Байройт и его фестивали всегда с трудом вписывались в историю Третьего рейха, в немалой степени благодаря тому, что ими руководили потомки Вагнера при непосредственном участии Гитлера, тогда как прочие аспекты музыкальной жизни находились под контролем Имперской музыкальной палаты, т.е. Министерства пропаганды Йозефа Геббельса. В 1940 г. министерство заявило, что в Германии насчитывается 181 действующий оркестр, где работают 8918 музыкантов[1305]
. Им приходилось приспосабливаться к условиям военного времени, выступая на военных заводах и благотворительных мероприятиях в поддержку армии. Из политических соображений режиму пришлось пересмотреть свое некогда враждебное отношение к музыкальному модернизму: то, что Венгрия являлась союзником Германии, позволило в 1942 г. Мюнхенской филармонии под управлением дирижера Освальда Кабасты исполнить «Музыку для струнных, ударных и челесты» Белы Бартока, хотя композитор всегда был категорически против того, чтобы его произведения исполнялись в нацистской Германии (к тому времени он эмигрировал в США). Однако именно из политических соображений оркестрам предоставлялась возможность выезжать с гастролями в оккупированные страны, тем самым распространяя и популяризируя немецкую музыкальную культуру. Подавляющая часть репертуара состояла из сочинений немецких авторов, среди которых особое место занимали в те годы еще здравствовавшие классики — Рихард Штраус и Ганс Пфицнер. Благодаря выдающимся дирижерам, таким как Ойген Йохум, Ганс Кнаппертс-буш, и молодым талантам, как Герберт фон Караян и Карл Бём, исполнительское мастерство оставалось на очень высоком уровне, но только до 1943 г., когда почти все концертные залы и оперные театры были разрушены, а многих музыкантов и концертмейстеров призвали в армию. Бём удержался лишь благодаря тому, что начинал концерты с нацистского приветствия, а Караян, еще в 1933 г. вступив в НСДАП, снискал репутацию благонадежного человека, начав в военные годы соперничать за зрительское признание с более опытным дирижером Вильгельмом Фуртвенглером[1306].Как бы то ни было, Гитлер оставался поклонником Фуртвенглера (в 1942 г. фюрер назвал его «единственным дирижером, чьи движения не выглядят нелепо»[1307]

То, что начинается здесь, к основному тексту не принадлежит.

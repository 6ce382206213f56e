//! Cache storage trait and SQLite implementation.

use color_eyre::{eyre::eyre, Result};
use rusqlite::{params, Connection, OptionalExtension};
use std::collections::BTreeMap;
use std::path::Path;
use std::sync::{Mutex, MutexGuard};

use super::traits::{CacheKey, CachedEntry};
use crate::db;
use crate::net::{Response, ResponseType};

/// Trait for cache storage backends.
///
/// Entries are namespaced by generation name. Writes are overwrite-by-key;
/// only [`CacheStorage::put_all`] spans several keys atomically.
pub trait CacheStorage: Send + Sync {
  /// Create the generation if it does not exist yet.
  fn open_generation(&self, name: &str) -> Result<()>;

  /// Names of every stored generation.
  fn generations(&self) -> Result<Vec<String>>;

  /// Delete a generation and all of its entries. Returns false if it was absent.
  fn delete_generation(&self, name: &str) -> Result<bool>;

  /// Record that a generation finished installing.
  fn mark_ready(&self, name: &str) -> Result<()>;

  fn is_ready(&self, name: &str) -> Result<bool>;

  /// Make `name` the only active generation.
  fn set_active(&self, name: &str) -> Result<()>;

  fn active_generation(&self) -> Result<Option<String>>;

  /// Store one entry, replacing any previous entry for the key.
  fn put(&self, generation: &str, key: &CacheKey, response: &Response) -> Result<()>;

  /// Store several entries in one transaction.
  fn put_all(&self, generation: &str, entries: &[(CacheKey, Response)]) -> Result<()>;

  /// Exact-key lookup.
  fn lookup(&self, generation: &str, key: &CacheKey) -> Result<Option<CachedEntry>>;

  fn entry_count(&self, generation: &str) -> Result<usize>;

  fn get_meta(&self, key: &str) -> Result<Option<String>>;

  fn set_meta(&self, key: &str, value: &str) -> Result<()>;
}

/// SQLite-based cache storage implementation.
pub struct SqliteStorage {
  conn: Mutex<Connection>,
}

impl SqliteStorage {
  /// Open (or create) the cache database at `path`.
  pub fn open(path: &Path) -> Result<Self> {
    let conn = db::open(path, db::schema::CACHE_SCHEMA)?;
    Ok(Self {
      conn: Mutex::new(conn),
    })
  }

  #[cfg(test)]
  pub fn open_in_memory() -> Result<Self> {
    let conn = db::open_in_memory(db::schema::CACHE_SCHEMA)?;
    Ok(Self {
      conn: Mutex::new(conn),
    })
  }

  fn conn(&self) -> Result<MutexGuard<'_, Connection>> {
    self
      .conn
      .lock()
      .map_err(|e| eyre!("Lock poisoned: {}", e))
  }
}

fn insert_entry(
  conn: &Connection,
  generation: &str,
  key: &CacheKey,
  response: &Response,
) -> Result<()> {
  let headers = serde_json::to_string(&response.headers)
    .map_err(|e| eyre!("Failed to serialize headers: {}", e))?;

  conn
    .execute(
      "INSERT OR REPLACE INTO cache_entries
         (generation, url, method, status, status_text, headers, body, response_type, cached_at)
       VALUES (?, ?, ?, ?, ?, ?, ?, ?, datetime('now'))",
      params![
        generation,
        key.url,
        key.method,
        response.status,
        response.status_text,
        headers,
        response.body,
        response.kind.as_str(),
      ],
    )
    .map_err(|e| eyre!("Failed to store cache entry {}: {}", key.url, e))?;

  Ok(())
}

fn ensure_generation(conn: &Connection, name: &str) -> Result<()> {
  conn
    .execute(
      "INSERT OR IGNORE INTO cache_generations (name) VALUES (?)",
      params![name],
    )
    .map_err(|e| eyre!("Failed to open cache generation {}: {}", name, e))?;
  Ok(())
}

impl CacheStorage for SqliteStorage {
  fn open_generation(&self, name: &str) -> Result<()> {
    let conn = self.conn()?;
    ensure_generation(&conn, name)
  }

  fn generations(&self) -> Result<Vec<String>> {
    let conn = self.conn()?;
    let mut stmt = conn
      .prepare("SELECT name FROM cache_generations ORDER BY created_at, name")
      .map_err(|e| eyre!("Failed to prepare query: {}", e))?;

    let names = stmt
      .query_map([], |row| row.get(0))
      .map_err(|e| eyre!("Failed to list cache generations: {}", e))?
      .collect::<rusqlite::Result<Vec<String>>>()
      .map_err(|e| eyre!("Failed to read cache generation: {}", e))?;

    Ok(names)
  }

  fn delete_generation(&self, name: &str) -> Result<bool> {
    let mut conn = self.conn()?;
    let tx = conn
      .transaction()
      .map_err(|e| eyre!("Failed to begin transaction: {}", e))?;

    tx.execute(
      "DELETE FROM cache_entries WHERE generation = ?",
      params![name],
    )
    .map_err(|e| eyre!("Failed to delete entries of {}: {}", name, e))?;
    let removed = tx
      .execute(
        "DELETE FROM cache_generations WHERE name = ?",
        params![name],
      )
      .map_err(|e| eyre!("Failed to delete cache generation {}: {}", name, e))?;

    tx.commit()
      .map_err(|e| eyre!("Failed to commit transaction: {}", e))?;

    Ok(removed > 0)
  }

  fn mark_ready(&self, name: &str) -> Result<()> {
    let conn = self.conn()?;
    ensure_generation(&conn, name)?;
    conn
      .execute(
        "UPDATE cache_generations SET ready = 1 WHERE name = ?",
        params![name],
      )
      .map_err(|e| eyre!("Failed to mark {} ready: {}", name, e))?;
    Ok(())
  }

  fn is_ready(&self, name: &str) -> Result<bool> {
    let conn = self.conn()?;
    let ready: Option<bool> = conn
      .query_row(
        "SELECT ready FROM cache_generations WHERE name = ?",
        params![name],
        |row| row.get(0),
      )
      .optional()
      .map_err(|e| eyre!("Failed to query cache generation {}: {}", name, e))?;

    Ok(ready.unwrap_or(false))
  }

  fn set_active(&self, name: &str) -> Result<()> {
    let mut conn = self.conn()?;
    let tx = conn
      .transaction()
      .map_err(|e| eyre!("Failed to begin transaction: {}", e))?;

    ensure_generation(&tx, name)?;
    tx.execute(
      "UPDATE cache_generations SET active = (name = ?)",
      params![name],
    )
    .map_err(|e| eyre!("Failed to activate {}: {}", name, e))?;

    tx.commit()
      .map_err(|e| eyre!("Failed to commit transaction: {}", e))?;
    Ok(())
  }

  fn active_generation(&self) -> Result<Option<String>> {
    let conn = self.conn()?;
    conn
      .query_row(
        "SELECT name FROM cache_generations WHERE active = 1 LIMIT 1",
        [],
        |row| row.get(0),
      )
      .optional()
      .map_err(|e| eyre!("Failed to query active generation: {}", e))
  }

  fn put(&self, generation: &str, key: &CacheKey, response: &Response) -> Result<()> {
    let conn = self.conn()?;
    ensure_generation(&conn, generation)?;
    insert_entry(&conn, generation, key, response)
  }

  fn put_all(&self, generation: &str, entries: &[(CacheKey, Response)]) -> Result<()> {
    let mut conn = self.conn()?;
    let tx = conn
      .transaction()
      .map_err(|e| eyre!("Failed to begin transaction: {}", e))?;

    ensure_generation(&tx, generation)?;
    for (key, response) in entries {
      insert_entry(&tx, generation, key, response)?;
    }

    tx.commit()
      .map_err(|e| eyre!("Failed to commit transaction: {}", e))?;
    Ok(())
  }

  fn lookup(&self, generation: &str, key: &CacheKey) -> Result<Option<CachedEntry>> {
    let conn = self.conn()?;

    let row: Option<(u16, String, String, Vec<u8>, String, String)> = conn
      .query_row(
        "SELECT status, status_text, headers, body, response_type, cached_at
         FROM cache_entries
         WHERE generation = ? AND url = ? AND method = ?",
        params![generation, key.url, key.method],
        |row| {
          Ok((
            row.get(0)?,
            row.get(1)?,
            row.get(2)?,
            row.get(3)?,
            row.get(4)?,
            row.get(5)?,
          ))
        },
      )
      .optional()
      .map_err(|e| eyre!("Failed to query cache entry {}: {}", key.url, e))?;

    let Some((status, status_text, headers, body, kind, cached_at)) = row else {
      return Ok(None);
    };

    let headers: BTreeMap<String, String> = serde_json::from_str(&headers)
      .map_err(|e| eyre!("Failed to deserialize headers of {}: {}", key.url, e))?;
    let kind = ResponseType::parse(&kind)
      .ok_or_else(|| eyre!("Unknown response type '{}' for {}", kind, key.url))?;

    Ok(Some(CachedEntry {
      response: Response {
        status,
        status_text,
        headers,
        body,
        kind,
      },
      cached_at: db::parse_datetime(&cached_at)?,
    }))
  }

  fn entry_count(&self, generation: &str) -> Result<usize> {
    let conn = self.conn()?;
    let count: i64 = conn
      .query_row(
        "SELECT COUNT(*) FROM cache_entries WHERE generation = ?",
        params![generation],
        |row| row.get(0),
      )
      .map_err(|e| eyre!("Failed to count entries of {}: {}", generation, e))?;

    Ok(count as usize)
  }

  fn get_meta(&self, key: &str) -> Result<Option<String>> {
    let conn = self.conn()?;
    conn
      .query_row(
        "SELECT value FROM worker_meta WHERE key = ?",
        params![key],
        |row| row.get(0),
      )
      .optional()
      .map_err(|e| eyre!("Failed to read {}: {}", key, e))
  }

  fn set_meta(&self, key: &str, value: &str) -> Result<()> {
    let conn = self.conn()?;
    conn
      .execute(
        "INSERT OR REPLACE INTO worker_meta (key, value) VALUES (?, ?)",
        params![key, value],
      )
      .map_err(|e| eyre!("Failed to write {}: {}", key, e))?;
    Ok(())
  }
}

). Подобный комплимент в дальнейшем послужил доказательством преданности идеалам рейха. 13 января 1944 г. Геббельс записал в своем дневнике: «Я с удовольствием замечаю, что чем сильнее ухудшается наше положение, тем больше Фуртвенглер поддерживает режим»[1308]. Во время войны Фуртвенглер стал своего рода придворным дирижером нацистской элиты. В 1940 г. — за неделю до начала вторжения — он давал гастроли в Норвегии, и немецкое посольство в Осло, осведомленное о планах германской армии, назвало их «весьма своевременным событием, способным пробудить интерес к немецкому искусству и к самой Германии». В 1942 г. Фуртвенглер исполнял Девятую симфонию Бетховена на торжестве в честь дня рождения фюрера. Все это он совершал непреднамеренно. Благодаря своим консервативно-националистическим взглядам дирижер продержался в Германии до января 1945 г., пока во время антракта не столкнулся с Альбертом Шпеером. «Маэстро, у вас такой усталый вид», — сказал тот и многозначительно посмотрел на дирижера: вероятно, намекая на то, что после концерта Фуртвенглеру лучше из Швейцарии не возвращаться. Дирижер верно понял министра вооружений и в Германию не вернулся[1309].